We are applying the same concept to CiviContribute contribution page in attempt to stop spammers from using the contribution form as a gateway to test fake or stolen credit cards. See the code in the below link (pastebin):
 

http://pastebin.com/RtkAQPrS

 

The concept here is very simple: When a contribution form is successfully submitted, we insert a record into civicrm's cache table that contains information on the user's ip address, the contribution form page id and the timestamp of then the form was successfully submitted. We implement a check during the form validation process to see if the same incoming ip address has submitted the form less than the flooding interval (in this case 60 seconds) and give them a gentle error message.

 

The down side to this approach is that if the user is behind a proxy, the ip address recorded will be the proxy ip address, therefore another person behind the same proxy attempting to submit the form within the interval will see the error.

 

In any case, this is a rather simple implmentation and can be used on any CiviCRM forms.

 

 

Hope you guys find this helpful,

 

 

Changx

Comments

I'd recommend not using the cache table - this is not a cache and you wouldn't want to remove flood events when the cache is invalidated. 

 

Also to get around the same-IP address issue you can start a session and record the session ID.

Agree with dalin, it isn't a cache ;)

 

The session id is probably too trivial to bypass (if your spam bot doesn't accept cookies, it's not going to be of any protection), isn't it?

X+

since i suggested the cache table, i'll defend the idea :) 1. Avoids creating another table to store this

2. The cache table has a "group key" to demarcate various sections.

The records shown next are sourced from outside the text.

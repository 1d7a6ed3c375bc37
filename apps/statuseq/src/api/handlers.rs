//! # API Endpoint Handlers
//!
//! This module implements the actual HTTP endpoint handlers.

use super::{
    AppState,
    types::{CompareRequest, CompareResponse, HealthResponse},
};
use crate::loader;
use axum::{Json, extract::State, http::StatusCode, response::IntoResponse};
use statuseq_core::StatusEqError;

// =============================================================================
// HEALTH HANDLER
// =============================================================================

/// Health check endpoint.
pub async fn health_handler() -> impl IntoResponse {
    Json(HealthResponse::default())
}

// =============================================================================
// COMPARE HANDLER
// =============================================================================

/// Compare the statuses of two resource documents.
pub async fn compare_handler(
    State(state): State<AppState>,
    Json(request): Json<CompareRequest>,
) -> impl IntoResponse {
    let CompareRequest { old, new, typed } = request;

    let result = loader::to_resource(old, typed).and_then(|old_resource| {
        let new_resource = loader::to_resource(new, typed)?;
        state.comparator.compare(&old_resource, &new_resource)
    });

    match result {
        Ok(comparison) => {
            tracing::debug!(equal = comparison.equal, typed, "Compared statuses");
            (StatusCode::OK, Json(CompareResponse::verdict(comparison)))
        }
        Err(e) if is_client_error(&e) => (
            StatusCode::BAD_REQUEST,
            Json(CompareResponse::error(format!("Invalid resource: {}", e))),
        ),
        Err(e) => {
            tracing::error!("Comparison failed: {}", e);
            (
                StatusCode::INTERNAL_SERVER_ERROR,
                Json(CompareResponse::error(format!("Comparison failed: {}", e))),
            )
        }
    }
}

/// Errors caused by the submitted documents rather than the server.
fn is_client_error(error: &StatusEqError) -> bool {
    matches!(
        error,
        StatusEqError::UnsupportedResourceKind(_) | StatusEqError::SerializationError(_)
    )
}

// =============================================================================
// CONFIG HANDLER
// =============================================================================

/// Effective comparison options.
pub async fn config_handler(State(state): State<AppState>) -> impl IntoResponse {
    (StatusCode::OK, Json(state.comparator.options().clone()))
}
//! Streaming triple router.
//!
//! A single forward pass over a triple dump that splits it into three
//! channels under a [`FilterPolicy`]:
//!
//! | Channel | Record | Source |
//! |---------|--------|--------|
//! | types | `entity_id \t type_id` | `type.object.type` triples |
//! | labels | `entity_id \t name_literal` | `type.object.name` triples |
//! | generic | raw line | everything else the policy keeps |
//!
//! The router holds two counters and one line buffer, so memory stays
//! constant regardless of dump size.
//!
//! # Example
//!
//! ```rust,ignore
//! use triplecull::io::open_source;
//! use triplecull::router::{ChannelSinks, FilterPolicy, TripleRouter};
//!
//! let router = TripleRouter::new(FilterPolicy::freebase());
//! let mut input = open_source(Path::new("-"))?;
//! let mut sinks = ChannelSinks::create(&generic, &types, &labels)?;
//! let stats = router.route(&mut input, &mut sinks, None)?;
//! println!("{} {}", stats.kept, stats.total);
//! ```

mod policy;
mod sinks;

pub use policy::{
    BLOCKED_PREDICATES, DropReason, EXCLUDED_PREDICATE_SUBSTRINGS, FICTIONAL_UNIVERSE_PREFIX,
    FilterPolicy, NAME_PREDICATE, Route, SUBJECT_PREFIXES, TYPE_PREDICATE,
};
pub use sinks::ChannelSinks;

use crate::Result;
use crate::io::LineReader;
use crate::models::Triple;
use serde::Serialize;
use std::io::{BufRead, Write};
use std::num::NonZeroU64;
use std::time::Instant;
use tracing::instrument;

/// Lines between progress reports.
pub const DEFAULT_PROGRESS_INTERVAL: NonZeroU64 = match NonZeroU64::new(1_000_000) {
    Some(n) => n,
    None => NonZeroU64::MIN,
};

/// Dropped-line counts by reason.
#[derive(Debug, Clone, Copy, Default, PartialEq, Eq, Serialize)]
pub struct DropCounts {
    /// Subjects outside the accepted namespaces.
    pub foreign_subject: u64,
    /// Block-listed predicates.
    pub blocked_predicate: u64,
    /// Fictional-universe predicates.
    pub fictional_universe: u64,
    /// Predicates with an excluded substring.
    pub excluded_substring: u64,
}

impl DropCounts {
    const fn record(&mut self, reason: DropReason) {
        match reason {
            DropReason::ForeignSubject => self.foreign_subject += 1,
            DropReason::BlockedPredicate => self.blocked_predicate += 1,
            DropReason::FictionalUniverse => self.fictional_universe += 1,
            DropReason::ExcludedSubstring => self.excluded_substring += 1,
        }
    }

    /// Total dropped lines.
    #[must_use]
    pub const fn total(&self) -> u64 {
        self.foreign_subject + self.blocked_predicate + self.fictional_universe + self.excluded_substring
    }
}

/// Counters accumulated over one routing pass.
///
/// `kept` counts generic-channel lines only; type and label records are
/// tallied separately.
#[derive(Debug, Clone, Copy, Default, PartialEq, Eq, Serialize)]
pub struct RouteStats {
    /// Lines written to the generic channel.
    pub kept: u64,
    /// Lines read.
    pub total: u64,
    /// Records written to the type channel.
    pub types: u64,
    /// Records written to the label channel.
    pub labels: u64,
    /// Lines dropped, by reason.
    pub dropped: DropCounts,
}

/// Periodic progress signal.
#[derive(Debug, Clone, Copy, PartialEq, Eq)]
pub struct RouteProgress {
    /// Generic lines kept so far.
    pub kept: u64,
    /// Lines read so far.
    pub total: u64,
    /// Completed progress intervals (`total / interval`).
    pub intervals: u64,
}

/// Routes a triple stream into type, label, and generic channels.
#[derive(Debug, Clone)]
pub struct TripleRouter {
    policy: FilterPolicy,
    progress_interval: NonZeroU64,
}

impl TripleRouter {
    /// Creates a router with the default progress interval.
    #[must_use]
    pub const fn new(policy: FilterPolicy) -> Self {
        Self {
            policy,
            progress_interval: DEFAULT_PROGRESS_INTERVAL,
        }
    }

    /// Sets the number of lines between progress reports.
    #[must_use]
    pub const fn with_progress_interval(mut self, interval: NonZeroU64) -> Self {
        self.progress_interval = interval;
        self
    }

    /// Routes every line of `input` and flushes the sinks.
    ///
    /// `progress` is called every `progress_interval` lines, before the line
    /// that completes the interval is classified.
    ///
    /// # Errors
    ///
    /// - [`Error::MalformedRecord`](crate::Error::MalformedRecord) for a line
    ///   that does not split into four fields; the pass stops there.
    /// - [`Error::SourceUnavailable`](crate::Error::SourceUnavailable) if
    ///   reading fails.
    /// - [`Error::SinkWriteFailure`](crate::Error::SinkWriteFailure) if any
    ///   channel cannot be written.
    #[instrument(
        name = "triplecull.router.route",
        skip_all,
        fields(source = input.name(), interval = self.progress_interval.get())
    )]
    pub fn route<R: BufRead, W: Write>(
        &self,
        input: &mut LineReader<R>,
        sinks: &mut ChannelSinks<W>,
        mut progress: Option<&mut dyn FnMut(&RouteProgress)>,
    ) -> Result<RouteStats> {
        let start = Instant::now();
        let interval = self.progress_interval.get();
        let mut stats = RouteStats::default();

        while let Some(line) = input.next_line()? {
            stats.total += 1;
            if stats.total % interval == 0 {
                if let Some(report) = progress.as_deref_mut() {
                    report(&RouteProgress {
                        kept: stats.kept,
                        total: stats.total,
                        intervals: stats.total / interval,
                    });
                }
            }

            let triple = Triple::parse(line, stats.total)?;
            match self.policy.classify(&triple) {
                Route::Type => {
                    sinks
                        .types
                        .write_pair(triple.subject_id(), triple.object_type_id())?;
                    stats.types += 1;
                },
                Route::Label => {
                    sinks.labels.write_pair(triple.subject_id(), triple.object)?;
                    stats.labels += 1;
                },
                Route::Generic => {
                    sinks.generic.write_line(line)?;
                    stats.kept += 1;
                },
                Route::Dropped(reason) => stats.dropped.record(reason),
            }
        }

        sinks.flush()?;

        tracing::info!(
            kept = stats.kept,
            total = stats.total,
            types = stats.types,
            labels = stats.labels,
            dropped = stats.dropped.total(),
            elapsed_ms = u64::try_from(start.elapsed().as_millis()).unwrap_or(u64::MAX),
            "routing finished"
        );
        Ok(stats)
    }
}

impl Default for TripleRouter {
    fn default() -> Self {
        Self::new(FilterPolicy::default())
    }
}
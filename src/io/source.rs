//! Line sources.

use crate::{Error, Result};
use std::fs::File;
use std::io::{BufRead, BufReader};
use std::path::Path;

/// Path that selects standard input instead of a file.
pub const STDIN_PATH: &str = "-";

/// Read buffer size for dump files.
const READ_BUFFER_BYTES: usize = 1 << 20;

/// Reads newline-terminated byte lines into a reused buffer.
pub struct LineReader<R> {
    inner: R,
    name: String,
    buf: Vec<u8>,
}

impl<R: BufRead> LineReader<R> {
    /// Wraps a buffered reader. `name` identifies the source in errors.
    pub fn new(inner: R, name: impl Into<String>) -> Self {
        Self {
            inner,
            name: name.into(),
            buf: Vec::with_capacity(1024),
        }
    }

    /// Returns the next line including its terminator, or `None` at end of input.
    ///
    /// The last line may lack a terminator.
    ///
    /// # Errors
    ///
    /// Returns [`Error::SourceUnavailable`] if the underlying read fails.
    pub fn next_line(&mut self) -> Result<Option<&[u8]>> {
        self.buf.clear();
        let read = self
            .inner
            .read_until(b'\n', &mut self.buf)
            .map_err(|e| Error::SourceUnavailable {
                path: self.name.clone(),
                cause: e.to_string(),
            })?;
        if read == 0 {
            return Ok(None);
        }
        Ok(Some(&self.buf))
    }

    /// Name of the source.
    #[must_use]
    pub fn name(&self) -> &str {
        &self.name
    }
}

/// Opens a file (or stdin for `-`) as a line reader.
///
/// # Errors
///
/// Returns [`Error::SourceUnavailable`] if the file cannot be opened.
pub fn open_source(path: &Path) -> Result<LineReader<Box<dyn BufRead>>> {
    let name = path.display().to_string();
    if path.as_os_str() == STDIN_PATH {
        let stdin: Box<dyn BufRead> = Box::new(std::io::stdin().lock());
        return Ok(LineReader::new(stdin, name));
    }

    let file = File::open(path).map_err(|e| Error::SourceUnavailable {
        path: name.clone(),
        cause: e.to_string(),
    })?;
    let reader: Box<dyn BufRead> = Box::new(BufReader::with_capacity(READ_BUFFER_BYTES, file));
    Ok(LineReader::new(reader, name))
}

#[cfg(test)]
mod tests {
    use super::*;
    use std::io::Cursor;

    #[test]
    fn test_next_line_keeps_terminator() {
        let mut reader = LineReader::new(Cursor::new(b"a\nb".to_vec()), "mem");
        assert_eq!(reader.next_line().unwrap(), Some(&b"a\n"[..]));
        assert_eq!(reader.next_line().unwrap(), Some(&b"b"[..]));
        assert_eq!(reader.next_line().unwrap(), None);
    }

    #[test]
    fn test_open_missing_file_is_source_unavailable() {
        let dir = tempfile::tempdir().unwrap();
        let missing = dir.path().join("nope.tsv");
        let err = open_source(&missing).err().unwrap();
        assert!(matches!(err, Error::SourceUnavailable { .. }));
        assert!(err.to_string().contains("nope.tsv"));
    }
}
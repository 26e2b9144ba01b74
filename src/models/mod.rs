//! Data models for triplecull.
//!
//! Both pipeline stages work on raw byte lines. [`Triple`] borrows the four
//! fields of a dump line; [`TaggedLine`] borrows the content key and origin of
//! a line in the deduplicator's scratch file.

mod bytes;
mod tagged;
mod triple;

pub use bytes::contains_subslice;
pub use tagged::{Origin, TAG_SEPARATOR, TaggedLine, tag_line, trim_line_end};
pub use triple::{
    FIELD_COUNT, FIELD_SEPARATOR, SCHEMA_PREFIX, SUBJECT_NAMESPACE, Triple, strip_uri_markers,
};
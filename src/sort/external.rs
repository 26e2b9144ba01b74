//! Chunked external merge sort.

use super::{SortStats, TotalOrder, strip_terminator};
use crate::Result;
use crate::io::{LineSink, create_sink, open_source, scratch_file};
use std::cmp::Reverse;
use std::collections::BinaryHeap;
use std::io::Write;
use std::num::NonZeroUsize;
use std::path::{Path, PathBuf};
use tempfile::NamedTempFile;
use tracing::instrument;

/// Default in-memory chunk budget (256 MiB).
pub const DEFAULT_CHUNK_BYTES: NonZeroUsize = match NonZeroUsize::new(256 * 1024 * 1024) {
    Some(n) => n,
    None => NonZeroUsize::MIN,
};

/// Default number of runs merged at once.
pub const DEFAULT_MERGE_FAN_IN: usize = 64;

/// Smallest usable fan-in.
const MIN_MERGE_FAN_IN: usize = 2;

/// Per-line bookkeeping charged against the chunk budget.
const LINE_OVERHEAD: usize = std::mem::size_of::<Vec<u8>>();

/// Sorts with bounded memory by spilling sorted chunks to scratch files.
///
/// Input that fits in one chunk is sorted in memory and written directly.
/// Otherwise every chunk becomes a sorted run in the scratch directory and the
/// runs are merged with a binary heap, `merge_fan_in` at a time. Scratch files
/// are removed when the sort returns, on success or failure.
#[derive(Debug, Clone)]
pub struct ExternalSort {
    chunk_bytes: NonZeroUsize,
    merge_fan_in: usize,
    scratch_dir: PathBuf,
}

impl ExternalSort {
    /// Creates an external sort that spills into `scratch_dir`.
    #[must_use]
    pub fn new(scratch_dir: impl Into<PathBuf>) -> Self {
        Self {
            chunk_bytes: DEFAULT_CHUNK_BYTES,
            merge_fan_in: DEFAULT_MERGE_FAN_IN,
            scratch_dir: scratch_dir.into(),
        }
    }

    /// Sets the in-memory chunk budget in bytes.
    #[must_use]
    pub const fn with_chunk_bytes(mut self, chunk_bytes: NonZeroUsize) -> Self {
        self.chunk_bytes = chunk_bytes;
        self
    }

    /// Sets how many runs are merged at once. Values below 2 are raised to 2.
    #[must_use]
    pub fn with_merge_fan_in(mut self, fan_in: usize) -> Self {
        self.merge_fan_in = fan_in.max(MIN_MERGE_FAN_IN);
        self
    }

    /// Sorts a chunk and writes it out as a run.
    fn spill(&self, chunk: &mut Vec<Vec<u8>>) -> Result<NamedTempFile> {
        chunk.sort_unstable();
        let mut run = scratch_file(&self.scratch_dir, "triplecull-run-")?;
        let name = run.path().display().to_string();
        {
            let mut sink = LineSink::new(&mut run, name);
            for line in chunk.iter() {
                sink.write_line(line)?;
            }
            sink.finish()?;
        }
        tracing::debug!(lines = chunk.len(), path = %run.path().display(), "spilled sorted run");
        chunk.clear();
        Ok(run)
    }

    /// Merges groups of runs until at most `merge_fan_in` remain.
    fn reduce_runs(&self, mut runs: Vec<NamedTempFile>) -> Result<(Vec<NamedTempFile>, u64)> {
        let mut passes = 0;
        while runs.len() > self.merge_fan_in {
            passes += 1;
            let mut merged = Vec::with_capacity(runs.len().div_ceil(self.merge_fan_in));
            while !runs.is_empty() {
                let take = runs.len().min(self.merge_fan_in);
                let group: Vec<NamedTempFile> = runs.drain(..take).collect();
                let mut run = scratch_file(&self.scratch_dir, "triplecull-merge-")?;
                let name = run.path().display().to_string();
                {
                    let mut sink = LineSink::new(&mut run, name);
                    merge_runs(&group, &mut sink)?;
                    sink.finish()?;
                }
                merged.push(run);
            }
            tracing::debug!(pass = passes, runs = merged.len(), "merge pass finished");
            runs = merged;
        }
        Ok((runs, passes))
    }
}

impl Default for ExternalSort {
    fn default() -> Self {
        Self::new(std::env::temp_dir())
    }
}

impl TotalOrder for ExternalSort {
    #[instrument(
        name = "triplecull.sort.external",
        skip_all,
        fields(chunk_bytes = self.chunk_bytes.get(), fan_in = self.merge_fan_in)
    )]
    fn sort(&self, input: &Path, output: &Path) -> Result<SortStats> {
        let mut reader = open_source(input)?;
        let mut runs = Vec::new();
        let mut chunk: Vec<Vec<u8>> = Vec::new();
        let mut chunk_bytes = 0usize;
        let mut lines = 0u64;

        while let Some(line) = reader.next_line()? {
            let line = strip_terminator(line);
            chunk_bytes += line.len() + LINE_OVERHEAD;
            chunk.push(line.to_vec());
            lines += 1;
            if chunk_bytes >= self.chunk_bytes.get() {
                runs.push(self.spill(&mut chunk)?);
                chunk_bytes = 0;
            }
        }

        if runs.is_empty() {
            chunk.sort_unstable();
            let mut sink = create_sink(output)?;
            for line in &chunk {
                sink.write_line(line)?;
            }
            sink.finish()?;
            return Ok(SortStats {
                lines,
                runs: 0,
                merge_passes: 0,
            });
        }

        if !chunk.is_empty() {
            runs.push(self.spill(&mut chunk)?);
        }
        drop(chunk);

        let run_count = runs.len() as u64;
        let (runs, merge_passes) = self.reduce_runs(runs)?;
        let mut sink = create_sink(output)?;
        merge_runs(&runs, &mut sink)?;
        sink.finish()?;

        Ok(SortStats {
            lines,
            runs: run_count,
            merge_passes,
        })
    }
}

/// K-way merges sorted runs into `sink`.
fn merge_runs<W: Write>(runs: &[NamedTempFile], sink: &mut LineSink<W>) -> Result<()> {
    let mut readers = runs
        .iter()
        .map(|run| open_source(run.path()))
        .collect::<Result<Vec<_>>>()?;

    let mut heap = BinaryHeap::with_capacity(readers.len());
    for (index, reader) in readers.iter_mut().enumerate() {
        if let Some(line) = reader.next_line()? {
            heap.push(Reverse((strip_terminator(line).to_vec(), index)));
        }
    }

    while let Some(Reverse((line, index))) = heap.pop() {
        sink.write_line(&line)?;
        if let Some(reader) = readers.get_mut(index) {
            if let Some(next) = reader.next_line()? {
                heap.push(Reverse((strip_terminator(next).to_vec(), index)));
            }
        }
    }
    Ok(())
}

#[cfg(test)]
mod tests {
    use super::*;
    use crate::Error;
    use crate::sort::InMemorySort;

    fn sort_with(sorter: &impl TotalOrder, content: &str) -> (SortStats, String) {
        let dir = tempfile::tempdir().unwrap();
        let input = dir.path().join("in.tsv");
        let output = dir.path().join("out.tsv");
        std::fs::write(&input, content).unwrap();
        let stats = sorter.sort(&input, &output).unwrap();
        (stats, std::fs::read_to_string(&output).unwrap())
    }

    fn sample() -> String {
        (0..200)
            .map(|i| format!("{}\t{}\n", (i * 7919) % 113, if i % 2 == 0 { 'f' } else { 'w' }))
            .collect()
    }

    #[test]
    fn test_small_input_stays_in_memory() {
        let dir = tempfile::tempdir().unwrap();
        let sorter = ExternalSort::new(dir.path());
        let (stats, out) = sort_with(&sorter, "c\nb\na\n");
        assert_eq!(out, "a\nb\nc\n");
        assert_eq!(stats.runs, 0);
    }

    #[test]
    fn test_spilled_runs_match_in_memory_order() {
        let dir = tempfile::tempdir().unwrap();
        let sorter = ExternalSort::new(dir.path())
            .with_chunk_bytes(NonZeroUsize::new(256).unwrap())
            .with_merge_fan_in(3);
        let content = sample();

        let (stats, external) = sort_with(&sorter, &content);
        let (_, in_memory) = sort_with(&InMemorySort::new(), &content);

        assert_eq!(external, in_memory);
        assert_eq!(stats.lines, 200);
        assert!(stats.runs > 3);
        assert!(stats.merge_passes >= 1);
    }

    #[test]
    fn test_scratch_files_removed() {
        let dir = tempfile::tempdir().unwrap();
        let scratch = dir.path().join("scratch");
        std::fs::create_dir(&scratch).unwrap();
        let sorter = ExternalSort::new(&scratch).with_chunk_bytes(NonZeroUsize::new(64).unwrap());

        sort_with(&sorter, &sample());

        assert_eq!(std::fs::read_dir(&scratch).unwrap().count(), 0);
    }

    #[test]
    fn test_missing_scratch_dir_fails() {
        let dir = tempfile::tempdir().unwrap();
        let input = dir.path().join("in.tsv");
        std::fs::write(&input, sample()).unwrap();
        let sorter = ExternalSort::new(dir.path().join("absent"))
            .with_chunk_bytes(NonZeroUsize::new(64).unwrap());

        let err = sorter.sort(&input, &dir.path().join("out.tsv")).unwrap_err();
        assert!(matches!(err, Error::OperationFailed { .. }));
    }

    #[test]
    fn test_fan_in_floor() {
        let sorter = ExternalSort::default().with_merge_fan_in(0);
        assert_eq!(sorter.merge_fan_in, MIN_MERGE_FAN_IN);
    }
}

Typically most cache cleanups involve only the specific "group keys"

3. The data contained is valid for 1 / 5 / 10 mins, so the lifetime is quite brief. We are trying to reduce flood requests, not eliminate them completely lobo

Thanks for the suggestion guys.

 

I looked at a few different flooding control implmentation and essentially it broke down to session based or database based. Obivously there are pro's and con's to both approaches (like xavier) mentioned. With some of my previous experience writing webbot for remote posting database based solution was more reliable.

 

Although I think it would probably be a good practice to use some mechanism such as Drupal Cron to clean up the flood control records in the cache table.

 

Cheers!

Anonymous (not verified)
2011-04-02 - 00:40

There is another easy way to block spam-bots, that is far simpler:

Simply put a input field in the form that is hidden via CSS. No human user would edit the value of this field, only bots (not interpreting CSS) would fill that field. So getting rid of generic bots is as easy as blocking all non-default-values for that field.

The downside is: It doesn't work with bots that are tailored to this form. But there are ways to make it harder for them too.